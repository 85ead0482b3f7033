use std::sync::Arc;

use crate::database::connection::ConnectionProvider;
use crate::database::value::{RowRef, SqlValue, Statement};
use crate::models::sender::Sender;
use crate::repositories::{exists, three_tier_delete, write_validated};
use crate::services::dual_path::{settle_find, settle_list, settle_write, DualPathExecutor, ReadPlan, WritePlan};
use crate::utils::errors::DataResult;

const COLUMNS: &[&str] = &[
    "ruc",
    "nombre_empresa",
    "razon_social",
    "telefono",
    "email",
    "calle_direccion",
    "codigo_ubigeo",
];

const SELECT_ALL: &str = r#"SELECT ruc, nombre_empresa, razon_social, telefono, email, calle_direccion, codigo_ubigeo
   FROM remitente"#;

pub struct SenderRepository {
    executor: DualPathExecutor,
}

impl SenderRepository {
    pub fn new(provider: Arc<dyn ConnectionProvider>) -> Self {
        Self {
            executor: DualPathExecutor::new(provider),
        }
    }

    pub async fn insert(&self, sender: &Sender) -> bool {
        let plan = WritePlan::new("insertar remitente")
            .procedure("sp_insertar_remitente", params(sender))
            .direct(Statement::with_params(
                r#"INSERT INTO remitente (ruc, nombre_empresa, razon_social, telefono, email, calle_direccion, codigo_ubigeo)
                   VALUES ($1, $2, $3, $4, $5, $6, $7)"#,
                params(sender),
            ));
        settle_write("insertar remitente", write_validated(&self.executor, sender, plan).await)
    }

    pub async fn update(&self, sender: &Sender) -> bool {
        let plan = WritePlan::new("actualizar remitente")
            .procedure("sp_actualizar_remitente", params(sender))
            .direct(Statement::with_params(
                r#"UPDATE remitente
                   SET nombre_empresa = $2, razon_social = $3, telefono = $4, email = $5,
                       calle_direccion = $6, codigo_ubigeo = $7
                   WHERE ruc = $1"#,
                params(sender),
            ))
            .require_rows();
        settle_write("actualizar remitente", write_validated(&self.executor, sender, plan).await)
    }

    pub async fn delete(&self, ruc: &str) -> bool {
        let plan = three_tier_delete(
            "eliminar remitente",
            "sp_eliminar_remitente",
            ruc,
            Statement::new("DELETE FROM remitente WHERE ruc = $1").bind(ruc),
        )
        .require_rows();
        settle_write("eliminar remitente", self.executor.write(&plan).await)
    }

    pub async fn find(&self, ruc: &str) -> Option<Sender> {
        let plan = ReadPlan::direct(
            "buscar remitente",
            Statement::new(format!("{} WHERE ruc = $1", SELECT_ALL)).bind(ruc),
            map_row,
        )
        .preferred(Statement::set_returning("sp_buscar_remitente", vec![ruc.into()]), COLUMNS);
        settle_find("buscar remitente", self.executor.read(&plan).await)
    }

    pub async fn list(&self) -> Vec<Sender> {
        let plan = ReadPlan::direct(
            "listar remitentes",
            Statement::new(format!("{} ORDER BY nombre_empresa", SELECT_ALL)),
            map_row,
        )
        .preferred(Statement::set_returning("sp_listar_remitentes", vec![]), COLUMNS);
        settle_list("listar remitentes", self.executor.read(&plan).await)
    }

    pub async fn exists(&self, ruc: &str) -> bool {
        let stmt = Statement::new("SELECT 1 FROM remitente WHERE ruc = $1").bind(ruc);
        match exists(&self.executor, &stmt).await {
            Ok(found) => found,
            Err(e) => {
                log::error!("❌ verificar remitente {} falló: {}", ruc, e);
                false
            }
        }
    }
}

fn params(s: &Sender) -> Vec<SqlValue> {
    vec![
        s.ruc.as_str().into(),
        s.company_name.as_str().into(),
        SqlValue::text_or_null(&s.legal_name),
        SqlValue::text_or_null(&s.phone),
        SqlValue::text_or_null(&s.email),
        SqlValue::text_or_null(&s.street),
        SqlValue::text_or_null(&s.location_code),
    ]
}

fn map_row(row: &RowRef<'_>) -> DataResult<Sender> {
    Ok(Sender {
        ruc: row.text("ruc")?,
        company_name: row.text("nombre_empresa")?,
        legal_name: row.text("razon_social")?,
        phone: row.text("telefono")?,
        email: row.text("email")?,
        street: row.text("calle_direccion")?,
        location_code: row.text("codigo_ubigeo")?,
    })
}
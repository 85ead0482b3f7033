mod common;

use common::{missing_routine, result, ScriptedProvider};

use guia_remision::database::SqlValue;
use guia_remision::services::{Report, ReportExecutor};

#[tokio::test]
async fn test_report_returns_routine_rows() {
    let db = ScriptedProvider::new();
    db.rows(
        "sp_reporte_licencias_por_vencer",
        result(
            &["licencia", "nombre", "dias_restantes"],
            vec![vec!["Q12345678".into(), "Juan Quispe".into(), SqlValue::Integer(12)]],
        ),
    );
    let reports = ReportExecutor::new(db.shared());

    let rows = reports.run(&Report::LicensesExpiring(30)).await;

    assert_eq!(rows.len(), 1);
    assert!(rows.has_column("dias_restantes"));
    let stmt = db.last("sp_reporte_licencias_por_vencer").unwrap();
    assert_eq!(stmt.params, vec![SqlValue::Integer(30)]);
}

#[tokio::test]
async fn test_failed_report_is_empty_without_fallback() {
    let db = ScriptedProvider::new();
    db.fail("sp_reporte_kpi_guias_diario", missing_routine());
    let reports = ReportExecutor::new(db.shared());

    let rows = reports.run(&Report::DailyGuideKpi).await;

    assert!(rows.is_empty());
    assert_eq!(db.sql_log().len(), 1);
    assert_eq!(db.acquired(), db.closed());
}

#[tokio::test]
async fn test_inactive_clients_never_calls_a_routine() {
    let db = ScriptedProvider::new();
    db.rows(
        "FROM destinatario",
        result(&["ruc", "nombre"], vec![vec!["20123456789".into(), "Distribuidora Acme".into()]]),
    );
    let reports = ReportExecutor::new(db.shared());

    let rows = reports.run_named("inactive-clients", None).await;

    assert_eq!(rows.len(), 1);
    assert!(db.sql_log().iter().all(|sql| !sql.contains("sp_")));
}

#[tokio::test]
async fn test_unknown_report_name_is_empty() {
    let db = ScriptedProvider::new();
    let reports = ReportExecutor::new(db.shared());

    assert!(reports.run_named("ventas-por-hora", None).await.is_empty());
    assert!(reports.run_named("order-detail", None).await.is_empty());
    assert_eq!(db.acquired(), 0);
}

#[tokio::test]
async fn test_order_detail_report_binds_code() {
    let db = ScriptedProvider::new();
    let reports = ReportExecutor::new(db.shared());

    reports.run_named("order-detail", Some("ORD-001")).await;

    let stmt = db.last("sp_reporte_detalle_orden").unwrap();
    assert_eq!(stmt.params, vec![SqlValue::from("ORD-001")]);
}
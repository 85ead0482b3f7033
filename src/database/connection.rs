//! Conexión a PostgreSQL
//!
//! Cada llamada a `acquire()` entrega una sesión nueva que el llamador cierra
//! en cuanto termina su sentencia. `DirectConnectionProvider` abre una
//! conexión por llamada; `PooledConnectionProvider` la toma de un `PgPool`.

use async_trait::async_trait;
use chrono::{DateTime, NaiveDate, NaiveDateTime, NaiveTime, Utc};
use rust_decimal::Decimal;
use sqlx::pool::PoolConnection;
use sqlx::postgres::{PgArguments, PgColumn, PgConnectOptions, PgPool, PgRow};
use sqlx::query::Query;
use sqlx::{Column, ConnectOptions, Connection, Executor, PgConnection, Postgres, Row, TypeInfo};
use sqlx::Statement as _;

use crate::config::database::ConnectionSettings;
use crate::database::value::{ResultSet, SqlType, SqlValue, Statement};
use crate::utils::errors::{classify_sqlx_error, DataError, DataResult};

/// Sesión viva sobre la base de datos
#[async_trait]
pub trait DbSession: Send {
    /// Ejecutar una sentencia y devolver las filas afectadas
    async fn execute(&mut self, stmt: &Statement) -> DataResult<u64>;

    /// Ejecutar una consulta y devolver el resultado completo
    async fn query(&mut self, stmt: &Statement) -> DataResult<ResultSet>;

    /// Liberar la sesión
    async fn close(self: Box<Self>);
}

/// Proveedor de sesiones: una sesión nueva por llamada
#[async_trait]
pub trait ConnectionProvider: Send + Sync {
    async fn acquire(&self) -> DataResult<Box<dyn DbSession>>;

    /// Destino de la conexión para diagnósticos (credenciales enmascaradas)
    fn target(&self) -> String;
}

/// Abre una conexión nueva en cada `acquire()`
pub struct DirectConnectionProvider {
    options: PgConnectOptions,
    target: String,
}

impl DirectConnectionProvider {
    pub fn new(settings: &ConnectionSettings) -> DataResult<Self> {
        let target = settings.masked_target();
        let options = settings
            .connect_options()
            .map_err(|e| DataError::connection(&target, e))?;
        Ok(Self { options, target })
    }
}

#[async_trait]
impl ConnectionProvider for DirectConnectionProvider {
    async fn acquire(&self) -> DataResult<Box<dyn DbSession>> {
        let conn = self
            .options
            .connect()
            .await
            .map_err(|e| DataError::connection(&self.target, e))?;
        log::debug!("🔌 Conexión abierta a {}", self.target);
        Ok(Box::new(PgSession {
            handle: Handle::Direct(conn),
            target: self.target.clone(),
        }))
    }

    fn target(&self) -> String {
        self.target.clone()
    }
}

/// Toma conexiones de un pool; cerrar la sesión la devuelve al pool
pub struct PooledConnectionProvider {
    pool: PgPool,
    target: String,
}

impl PooledConnectionProvider {
    pub fn new(settings: &ConnectionSettings) -> DataResult<Self> {
        let target = settings.masked_target();
        let pool = settings
            .lazy_pool()
            .map_err(|e| DataError::connection(&target, e))?;
        Ok(Self { pool, target })
    }
}

#[async_trait]
impl ConnectionProvider for PooledConnectionProvider {
    async fn acquire(&self) -> DataResult<Box<dyn DbSession>> {
        let conn = self
            .pool
            .acquire()
            .await
            .map_err(|e| DataError::connection(&self.target, e))?;
        Ok(Box::new(PgSession {
            handle: Handle::Pooled(conn),
            target: self.target.clone(),
        }))
    }

    fn target(&self) -> String {
        self.target.clone()
    }
}

enum Handle {
    Direct(PgConnection),
    Pooled(PoolConnection<Postgres>),
}

impl Handle {
    fn conn(&mut self) -> &mut PgConnection {
        match self {
            Handle::Direct(conn) => conn,
            Handle::Pooled(conn) => conn,
        }
    }
}

/// Sesión sobre una conexión de sqlx
pub struct PgSession {
    handle: Handle,
    target: String,
}

#[async_trait]
impl DbSession for PgSession {
    async fn execute(&mut self, stmt: &Statement) -> DataResult<u64> {
        log::debug!("▶️ {}", stmt.sql);
        let result = build_query(stmt)
            .execute(self.handle.conn())
            .await
            .map_err(|e| classify_sqlx_error(&self.target, e))?;
        Ok(result.rows_affected())
    }

    async fn query(&mut self, stmt: &Statement) -> DataResult<ResultSet> {
        log::debug!("▶️ {}", stmt.sql);
        let rows = build_query(stmt)
            .fetch_all(self.handle.conn())
            .await
            .map_err(|e| classify_sqlx_error(&self.target, e))?;

        if rows.is_empty() {
            // Sin filas los nombres de columna salen de la sentencia preparada
            let prepared = self
                .handle
                .conn()
                .prepare(stmt.sql.as_str())
                .await
                .map_err(|e| classify_sqlx_error(&self.target, e))?;
            let columns = prepared.columns().iter().map(|c| c.name().to_string()).collect();
            return Ok(ResultSet::new(columns, Vec::new()));
        }
        rows_to_result_set(&rows).map_err(|e| classify_sqlx_error(&self.target, e))
    }

    async fn close(self: Box<Self>) {
        match self.handle {
            Handle::Direct(conn) => {
                if let Err(e) = conn.close().await {
                    log::warn!("⚠️ Error cerrando conexión a {}: {}", self.target, e);
                }
            }
            // Al soltarla vuelve al pool
            Handle::Pooled(conn) => drop(conn),
        }
    }
}

fn build_query(stmt: &Statement) -> Query<'_, Postgres, PgArguments> {
    stmt.params
        .iter()
        .fold(sqlx::query(&stmt.sql), |query, value| bind_value(query, value))
}

fn bind_value<'q>(
    query: Query<'q, Postgres, PgArguments>,
    value: &'q SqlValue,
) -> Query<'q, Postgres, PgArguments> {
    match value {
        SqlValue::Null(ty) => match ty {
            SqlType::Text => query.bind(None::<String>),
            SqlType::Integer => query.bind(None::<i32>),
            SqlType::BigInt => query.bind(None::<i64>),
            SqlType::Numeric => query.bind(None::<Decimal>),
            SqlType::Double => query.bind(None::<f64>),
            SqlType::Boolean => query.bind(None::<bool>),
            SqlType::Date => query.bind(None::<NaiveDate>),
            SqlType::Timestamp => query.bind(None::<NaiveDateTime>),
            SqlType::Time => query.bind(None::<NaiveTime>),
        },
        SqlValue::Text(v) => query.bind(v.as_str()),
        SqlValue::Integer(v) => query.bind(*v),
        SqlValue::BigInt(v) => query.bind(*v),
        SqlValue::Numeric(v) => query.bind(*v),
        SqlValue::Double(v) => query.bind(*v),
        SqlValue::Boolean(v) => query.bind(*v),
        SqlValue::Date(v) => query.bind(*v),
        SqlValue::Timestamp(v) => query.bind(*v),
        SqlValue::Time(v) => query.bind(*v),
    }
}

fn rows_to_result_set(rows: &[PgRow]) -> Result<ResultSet, sqlx::Error> {
    let columns = rows
        .first()
        .map(|row| row.columns().iter().map(|c| c.name().to_string()).collect())
        .unwrap_or_default();

    let values = rows
        .iter()
        .map(|row| {
            row.columns()
                .iter()
                .map(|col| decode_column(row, col))
                .collect::<Result<Vec<_>, _>>()
        })
        .collect::<Result<Vec<_>, _>>()?;

    Ok(ResultSet::new(columns, values))
}

fn decode_column(row: &PgRow, col: &PgColumn) -> Result<SqlValue, sqlx::Error> {
    let idx = col.ordinal();
    let value = match col.type_info().name() {
        "BOOL" => row
            .try_get::<Option<bool>, _>(idx)?
            .map(SqlValue::Boolean)
            .unwrap_or(SqlValue::Null(SqlType::Boolean)),
        "INT2" => row
            .try_get::<Option<i16>, _>(idx)?
            .map(|v| SqlValue::Integer(i32::from(v)))
            .unwrap_or(SqlValue::Null(SqlType::Integer)),
        "INT4" => row
            .try_get::<Option<i32>, _>(idx)?
            .map(SqlValue::Integer)
            .unwrap_or(SqlValue::Null(SqlType::Integer)),
        "INT8" => row
            .try_get::<Option<i64>, _>(idx)?
            .map(SqlValue::BigInt)
            .unwrap_or(SqlValue::Null(SqlType::BigInt)),
        "FLOAT4" => row
            .try_get::<Option<f32>, _>(idx)?
            .map(|v| SqlValue::Double(f64::from(v)))
            .unwrap_or(SqlValue::Null(SqlType::Double)),
        "FLOAT8" => row
            .try_get::<Option<f64>, _>(idx)?
            .map(SqlValue::Double)
            .unwrap_or(SqlValue::Null(SqlType::Double)),
        "NUMERIC" => row
            .try_get::<Option<Decimal>, _>(idx)?
            .map(SqlValue::Numeric)
            .unwrap_or(SqlValue::Null(SqlType::Numeric)),
        "DATE" => row
            .try_get::<Option<NaiveDate>, _>(idx)?
            .map(SqlValue::Date)
            .unwrap_or(SqlValue::Null(SqlType::Date)),
        "TIMESTAMP" => row
            .try_get::<Option<NaiveDateTime>, _>(idx)?
            .map(SqlValue::Timestamp)
            .unwrap_or(SqlValue::Null(SqlType::Timestamp)),
        "TIMESTAMPTZ" => row
            .try_get::<Option<DateTime<Utc>>, _>(idx)?
            .map(|v| SqlValue::Timestamp(v.naive_utc()))
            .unwrap_or(SqlValue::Null(SqlType::Timestamp)),
        "TIME" => row
            .try_get::<Option<NaiveTime>, _>(idx)?
            .map(SqlValue::Time)
            .unwrap_or(SqlValue::Null(SqlType::Time)),
        "TEXT" | "VARCHAR" | "BPCHAR" | "NAME" => row
            .try_get::<Option<String>, _>(idx)?
            .map(SqlValue::Text)
            .unwrap_or(SqlValue::Null(SqlType::Text)),
        "VOID" => SqlValue::Null(SqlType::Text),
        other => {
            log::warn!("⚠️ Tipo de columna no soportado '{}' en '{}'", other, col.name());
            return Err(unsupported_column(col.name(), other));
        }
    };
    Ok(value)
}

/// Columna cuyo tipo no tiene representación en `SqlValue`
fn unsupported_column(column: &str, type_name: &str) -> sqlx::Error {
    sqlx::Error::ColumnDecode {
        index: column.to_string(),
        source: format!("tipo {} no soportado", type_name).into(),
    }
}

/// Función helper para enmascarar la URL de la base de datos en logs
pub fn mask_database_url(url: &str) -> String {
    match (url.find("://"), url.rfind('@')) {
        (Some(scheme_end), Some(at_pos)) if at_pos > scheme_end => {
            format!("{}***:***@{}", &url[..scheme_end + 3], &url[at_pos + 1..])
        }
        _ => url.to_string(),
    }
}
━━━━━━━━━━
Goal of the exercise:
Using the entries above, repeat only the lines from the one containing "async fn close(self: Box<Self>);" through the one containing "impl ConnectionProvider for DirectConnectionProvider", end lines included.

Answer box:
    async fn close(self: Box<Self>);
}

/// Proveedor de sesiones: una sesión nueva por llamada
#[async_trait]
pub trait ConnectionProvider: Send + Sync {
    async fn acquire(&self) -> DataResult<Box<dyn DbSession>>;

    /// Destino de la conexión para diagnósticos (credenciales enmascaradas)
    fn target(&self) -> String;
}

/// Abre una conexión nueva en cada `acquire()`
pub struct DirectConnectionProvider {
    options: PgConnectOptions,
    target: String,
}

impl DirectConnectionProvider {
    pub fn new(settings: &ConnectionSettings) -> DataResult<Self> {
        let target = settings.masked_target();
        let options = settings
            .connect_options()
            .map_err(|e| DataError::connection(&target, e))?;
        Ok(Self { options, target })
    }
}

#[async_trait]
impl ConnectionProvider for DirectConnectionProvider {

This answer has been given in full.